[[ Listed entries, beginning ]]

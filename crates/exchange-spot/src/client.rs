//! Spot REST API client with rate limiting.
//!
//! Covers the three public endpoints the scanner needs: best bid/ask for all
//! symbols, order book depth for one symbol, and per-symbol trading status.
//! Every request waits on a governor rate limiter first.
//!
//! # Example
//!
//! ```ignore
//! use venue_arb_spot::{SpotClientConfig, SpotRestClient};
//!
//! let client = SpotRestClient::new(SpotClientConfig::new("https://api.mexc.com"))?;
//! let tickers = client.get_book_tickers().await?;
//! let depth = client.get_depth("BTCUSDT", 100).await?;
//! ```

use crate::error::{Result, SpotError};
use crate::types::{BookTicker, DepthSnapshot, ExchangeInfo};
use governor::{Quota, RateLimiter};
use nonzero_ext::nonzero;
use reqwest::Client;
use std::num::NonZeroU32;
use std::sync::Arc;
use tracing::debug;
use venue_arb_core::VenueConfig;

// =============================================================================
// Constants
// =============================================================================

pub const BOOK_TICKER_PATH: &str = "/api/v3/ticker/bookTicker";
pub const DEPTH_PATH: &str = "/api/v3/depth";
pub const EXCHANGE_INFO_PATH: &str = "/api/v3/exchangeInfo";

// =============================================================================
// Configuration
// =============================================================================

/// Configuration for the spot REST client.
#[derive(Debug, Clone)]
pub struct SpotClientConfig {
    /// Base URL, without a trailing slash.
    pub base_url: String,

    /// Requests per minute limit.
    pub requests_per_minute: NonZeroU32,

    /// Request timeout in seconds.
    pub timeout_secs: u64,
}

impl Default for SpotClientConfig {
    fn default() -> Self {
        Self {
            base_url: String::new(),
            requests_per_minute: nonzero!(600u32),
            timeout_secs: 10,
        }
    }
}

impl SpotClientConfig {
    #[must_use]
    pub fn new(base_url: impl Into<String>) -> Self {
        Self::default().with_base_url(base_url)
    }

    /// Builds the client configuration for a configured venue.
    ///
    /// # Errors
    ///
    /// Returns an error if the venue has no base URL or a zero rate limit.
    pub fn from_venue(venue: &VenueConfig) -> Result<Self> {
        if venue.base_url.trim().is_empty() {
            return Err(SpotError::Configuration(format!(
                "venue {} has no base_url",
                venue.name
            )));
        }
        let requests_per_minute = NonZeroU32::new(venue.requests_per_minute).ok_or_else(|| {
            SpotError::Configuration(format!("venue {} has a zero rate limit", venue.name))
        })?;

        Ok(Self::new(venue.base_url.as_str())
            .with_rate_limit(requests_per_minute)
            .with_timeout_secs(venue.timeout_secs))
    }

    #[must_use]
    pub fn with_base_url(mut self, url: impl Into<String>) -> Self {
        self.base_url = url.into().trim_end_matches('/').to_string();
        self
    }

    #[must_use]
    pub fn with_rate_limit(mut self, requests_per_minute: NonZeroU32) -> Self {
        self.requests_per_minute = requests_per_minute;
        self
    }

    #[must_use]
    pub fn with_timeout_secs(mut self, secs: u64) -> Self {
        self.timeout_secs = secs;
        self
    }
}

// =============================================================================
// SpotRestClient
// =============================================================================

/// Public spot REST API client.
pub struct SpotRestClient {
    config: SpotClientConfig,
    http: Client,
    rate_limiter: Arc<
        RateLimiter<
            governor::state::NotKeyed,
            governor::state::InMemoryState,
            governor::clock::DefaultClock,
        >,
    >,
}

impl std::fmt::Debug for SpotRestClient {
    fn fmt(&self, f: &mut std::fmt::Formatter<'_>) -> std::fmt::Result {
        f.debug_struct("SpotRestClient")
            .field("base_url", &self.config.base_url)
            .field("requests_per_minute", &self.config.requests_per_minute)
            .finish_non_exhaustive()
    }
}

impl SpotRestClient {
    /// Creates a new client with the given configuration.
    ///
    /// # Errors
    /// Returns error if the HTTP client cannot be built.
    pub fn new(config: SpotClientConfig) -> Result<Self> {
        let http = Client::builder()
            .timeout(std::time::Duration::from_secs(config.timeout_secs))
            .build()
            .map_err(|e| SpotError::Network(format!("failed to build HTTP client: {e}")))?;

        let quota = Quota::per_minute(config.requests_per_minute);
        let rate_limiter = Arc::new(RateLimiter::direct(quota));

        Ok(Self {
            config,
            http,
            rate_limiter,
        })
    }

    #[must_use]
    pub fn base_url(&self) -> &str {
        &self.config.base_url
    }

    /// Rejects symbols that could escape the query string.
    ///
    /// Venue symbols are alphanumeric with optional `_` or `-` separators.
    fn validate_symbol(symbol: &str) -> Result<&str> {
        if symbol.is_empty() {
            return Err(SpotError::InvalidSymbol("symbol cannot be empty".to_string()));
        }

        if !symbol
            .chars()
            .all(|c| c.is_ascii_alphanumeric() || c == '-' || c == '_')
        {
            return Err(SpotError::InvalidSymbol(symbol.to_string()));
        }

        if symbol.len() > 32 {
            return Err(SpotError::InvalidSymbol(format!(
                "symbol exceeds 32 characters: {symbol}"
            )));
        }

        Ok(symbol)
    }

    /// Waits for the rate limiter and makes a GET request.
    async fn get<T: serde::de::DeserializeOwned>(
        &self,
        path: &str,
        query: &[(&str, String)],
    ) -> Result<T> {
        self.rate_limiter.until_ready().await;

        let url = format!("{}{}", self.config.base_url, path);
        debug!(url = %url, params = query.len(), "GET");

        let response = self
            .http
            .get(&url)
            .header("Accept", "application/json")
            .query(query)
            .send()
            .await?;

        self.handle_response(response).await
    }

    /// Handles API response, converting errors appropriately.
    async fn handle_response<T: serde::de::DeserializeOwned>(
        &self,
        response: reqwest::Response,
    ) -> Result<T> {
        let status = response.status();

        if status.as_u16() == 429 || status.as_u16() == 418 {
            let retry_after = response
                .headers()
                .get("Retry-After")
                .and_then(|v| v.to_str().ok())
                .and_then(|s| s.parse().ok())
                .unwrap_or(60);
            return Err(SpotError::rate_limit(retry_after));
        }

        if !status.is_success() {
            let text = response.text().await.unwrap_or_default();
            return Err(SpotError::api(status.as_u16(), text));
        }

        let body = response.text().await?;
        Ok(serde_json::from_str(&body)?)
    }

    // =========================================================================
    // Market Data Endpoints
    // =========================================================================

    /// Gets the best bid and ask for every symbol the venue lists.
    ///
    /// # Errors
    /// Returns error if the API call fails.
    pub async fn get_book_tickers(&self) -> Result<Vec<BookTicker>> {
        self.get(BOOK_TICKER_PATH, &[]).await
    }

    /// Gets up to `limit` levels per side for one symbol.
    ///
    /// # Errors
    /// Returns error if the symbol is invalid or the API call fails.
    pub async fn get_depth(&self, symbol: &str, limit: u32) -> Result<DepthSnapshot> {
        let symbol = Self::validate_symbol(symbol)?;
        self.get(
            DEPTH_PATH,
            &[("symbol", symbol.to_string()), ("limit", limit.to_string())],
        )
        .await
    }

    /// Gets trading rules and status for every symbol.
    ///
    /// # Errors
    /// Returns error if the API call fails.
    pub async fn get_exchange_info(&self) -> Result<ExchangeInfo> {
        self.get(EXCHANGE_INFO_PATH, &[]).await
    }
}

[[ Listed entries, end ]]

> The problem
Each line of the records should be repeated exactly as it stands.

> Written response
filename crates/exchange-spot/src/client.rs
//! Spot REST API client with rate limiting.
//!
//! Covers the three public endpoints the scanner needs: best bid/ask for all
//! symbols, order book depth for one symbol, and per-symbol trading status.
//! Every request waits on a governor rate limiter first.
//!
//! # Example
//!
//! ```ignore
//! use venue_arb_spot::{SpotClientConfig, SpotRestClient};
//!
//! let client = SpotRestClient::new(SpotClientConfig::new("https://api.mexc.com"))?;
//! let tickers = client.get_book_tickers().await?;
//! let depth = client.get_depth("BTCUSDT", 100).await?;
//! ```

use crate::error::{Result, SpotError};
use crate::types::{BookTicker, DepthSnapshot, ExchangeInfo};
use governor::{Quota, RateLimiter};
use nonzero_ext::nonzero;
use reqwest::Client;
use std::num::NonZeroU32;
use std::sync::Arc;
use tracing::debug;
use venue_arb_core::VenueConfig;

// =============================================================================
// Constants
// =============================================================================

pub const BOOK_TICKER_PATH: &str = "/api/v3/ticker/bookTicker";
pub const DEPTH_PATH: &str = "/api/v3/depth";
pub const EXCHANGE_INFO_PATH: &str = "/api/v3/exchangeInfo";

// =============================================================================
// Configuration
// =============================================================================

/// Configuration for the spot REST client.
#[derive(Debug, Clone)]
pub struct SpotClientConfig {
    /// Base URL, without a trailing slash.
    pub base_url: String,

    /// Requests per minute limit.
    pub requests_per_minute: NonZeroU32,

    /// Request timeout in seconds.
    pub timeout_secs: u64,
}

impl Default for SpotClientConfig {
    fn default() -> Self {
        Self {
            base_url: String::new(),
            requests_per_minute: nonzero!(600u32),
            timeout_secs: 10,
        }
    }
}

impl SpotClientConfig {
    #[must_use]
    pub fn new(base_url: impl Into<String>) -> Self {
        Self::default().with_base_url(base_url)
    }

    /// Builds the client configuration for a configured venue.
    ///
    /// # Errors
    ///
    /// Returns an error if the venue has no base URL or a zero rate limit.
    pub fn from_venue(venue: &VenueConfig) -> Result<Self> {
        if venue.base_url.trim().is_empty() {
            return Err(SpotError::Configuration(format!(
                "venue {} has no base_url",
                venue.name
            )));
        }
        let requests_per_minute = NonZeroU32::new(venue.requests_per_minute).ok_or_else(|| {
            SpotError::Configuration(format!("venue {} has a zero rate limit", venue.name))
        })?;

        Ok(Self::new(venue.base_url.as_str())
            .with_rate_limit(requests_per_minute)
            .with_timeout_secs(venue.timeout_secs))
    }

    #[must_use]
    pub fn with_base_url(mut self, url: impl Into<String>) -> Self {
        self.base_url = url.into().trim_end_matches('/').to_string();
        self
    }

    #[must_use]
    pub fn with_rate_limit(mut self, requests_per_minute: NonZeroU32) -> Self {
        self.requests_per_minute = requests_per_minute;
        self
    }

    #[must_use]
    pub fn with_timeout_secs(mut self, secs: u64) -> Self {
        self.timeout_secs = secs;
        self
    }
}

// =============================================================================
// SpotRestClient
// =============================================================================

/// Public spot REST API client.
pub struct SpotRestClient {
    config: SpotClientConfig,
    http: Client,
    rate_limiter: Arc<
        RateLimiter<
            governor::state::NotKeyed,
            governor::state::InMemoryState,
            governor::clock::DefaultClock,
        >,
    >,
}

impl std::fmt::Debug for SpotRestClient {
    fn fmt(&self, f: &mut std::fmt::Formatter<'_>) -> std::fmt::Result {
        f.debug_struct("SpotRestClient")
            .field("base_url", &self.config.base_url)
            .field("requests_per_minute", &self.config.requests_per_minute)
            .finish_non_exhaustive()
    }
}

impl SpotRestClient {
    /// Creates a new client with the given configuration.
    ///
    /// # Errors
    /// Returns error if the HTTP client cannot be built.
    pub fn new(config: SpotClientConfig) -> Result<Self> {
        let http = Client::builder()
            .timeout(std::time::Duration::from_secs(config.timeout_secs))
            .build()
            .map_err(|e| SpotError::Network(format!("failed to build HTTP client: {e}")))?;

        let quota = Quota::per_minute(config.requests_per_minute);
        let rate_limiter = Arc::new(RateLimiter::direct(quota));

        Ok(Self {
            config,
            http,
            rate_limiter,
        })
    }

    #[must_use]
    pub fn base_url(&self) -> &str {
        &self.config.base_url
    }

    /// Rejects symbols that could escape the query string.
    ///
    /// Venue symbols are alphanumeric with optional `_` or `-` separators.
    fn validate_symbol(symbol: &str) -> Result<&str> {
        if symbol.is_empty() {
            return Err(SpotError::InvalidSymbol("symbol cannot be empty".to_string()));
        }

        if !symbol
            .chars()
            .all(|c| c.is_ascii_alphanumeric() || c == '-' || c == '_')
        {
            return Err(SpotError::InvalidSymbol(symbol.to_string()));
        }

        if symbol.len() > 32 {
            return Err(SpotError::InvalidSymbol(format!(
                "symbol exceeds 32 characters: {symbol}"
            )));
        }

        Ok(symbol)
    }

    /// Waits for the rate limiter and makes a GET request.
    async fn get<T: serde::de::DeserializeOwned>(
        &self,
        path: &str,
        query: &[(&str, String)],
    ) -> Result<T> {
        self.rate_limiter.until_ready().await;

        let url = format!("{}{}", self.config.base_url, path);
        debug!(url = %url, params = query.len(), "GET");

        let response = self
            .http
            .get(&url)
            .header("Accept", "application/json")
            .query(query)
            .send()
            .await?;

        self.handle_response(response).await
    }

    /// Handles API response, converting errors appropriately.
    async fn handle_response<T: serde::de::DeserializeOwned>(
        &self,
        response: reqwest::Response,
    ) -> Result<T> {
        let status = response.status();

        if status.as_u16() == 429 || status.as_u16() == 418 {
            let retry_after = response
                .headers()
                .get("Retry-After")
                .and_then(|v| v.to_str().ok())
                .and_then(|s| s.parse().ok())
                .unwrap_or(60);
            return Err(SpotError::rate_limit(retry_after));
        }

        if !status.is_success() {
            let text = response.text().await.unwrap_or_default();
            return Err(SpotError::api(status.as_u16(), text));
        }

        let body = response.text().await?;
        Ok(serde_json::from_str(&body)?)
    }

    // =========================================================================
    // Market Data Endpoints
    // =========================================================================

    /// Gets the best bid and ask for every symbol the venue lists.
    ///
    /// # Errors
    /// Returns error if the API call fails.
    pub async fn get_book_tickers(&self) -> Result<Vec<BookTicker>> {
        self.get(BOOK_TICKER_PATH, &[]).await
    }

    /// Gets up to `limit` levels per side for one symbol.
    ///
    /// # Errors
    /// Returns error if the symbol is invalid or the API call fails.
    pub async fn get_depth(&self, symbol: &str, limit: u32) -> Result<DepthSnapshot> {
        let symbol = Self::validate_symbol(symbol)?;
        self.get(
            DEPTH_PATH,
            &[("symbol", symbol.to_string()), ("limit", limit.to_string())],
        )
        .await
    }

    /// Gets trading rules and status for every symbol.
    ///
    /// # Errors
    /// Returns error if the API call fails.
    pub async fn get_exchange_info(&self) -> Result<ExchangeInfo> {
        self.get(EXCHANGE_INFO_PATH, &[]).await
    }
}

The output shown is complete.